*** Opening Records for this task ***

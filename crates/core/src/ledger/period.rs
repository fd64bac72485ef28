//! Accounting periods.

use chrono::NaiveDate;
use continental_shared::types::{CompanyId, PeriodId};
use serde::{Deserialize, Serialize};

use super::error::LedgerError;

/// Status of a period.
#[derive(Debug, Clone, Copy, PartialEq, Eq, Serialize, Deserialize)]
#[serde(rename_all = "lowercase")]
pub enum PeriodStatus {
    /// Period is open for posting.
    Open,
    /// Period is closed, no new moves allowed.
    Closed,
}

/// An accounting period of a company.
#[derive(Debug, Clone, PartialEq, Eq, Serialize, Deserialize)]
pub struct Period {
    /// Unique identifier.
    pub id: PeriodId,
    /// Company this period belongs to.
    pub company: CompanyId,
    /// Period name (e.g., "2026-10").
    pub name: String,
    /// First day of the period.
    pub start_date: NaiveDate,
    /// Last day of the period.
    pub end_date: NaiveDate,
    /// Current status.
    pub status: PeriodStatus,
}

impl Period {
    /// Creates an open period.
    #[must_use]
    pub fn open(
        company: CompanyId,
        name: impl Into<String>,
        start_date: NaiveDate,
        end_date: NaiveDate,
    ) -> Self {
        Self {
            id: PeriodId::new(),
            company,
            name: name.into(),
            start_date,
            end_date,
            status: PeriodStatus::Open,
        }
    }

    /// Returns true if moves can be posted to this period.
    #[must_use]
    pub fn is_open(&self) -> bool {
        self.status == PeriodStatus::Open
    }

    /// Returns true if the given date falls within this period.
    #[must_use]
    pub fn contains_date(&self, date: NaiveDate) -> bool {
        date >= self.start_date && date <= self.end_date
    }
}

/// Finds the open period of `company` containing `date`.
///
/// # Errors
///
/// Returns `PeriodClosed` if only closed or locked periods contain the
/// date, `NoPeriod` if none does.
pub fn find_period<'a, I>(periods: I, company: CompanyId, date: NaiveDate) -> Result<&'a Period, LedgerError>
where
    I: IntoIterator<Item = &'a Period>,
{
    let mut closed = None;
    for period in periods {
        if period.company != company || !period.contains_date(date) {
            continue;
        }
        if period.is_open() {
            return Ok(period);
        }
        closed.get_or_insert(period.id);
    }
    Err(closed.map_or(LedgerError::NoPeriod { company, date }, LedgerError::PeriodClosed))
}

*** Closing Records for this task ***

_Goal of the exercise_
In the listing, return each line containing the string "PeriodId".

_Response to the exercise_
use continental_shared::types::{CompanyId, PeriodId};
    pub id: PeriodId,
            id: PeriodId::new(),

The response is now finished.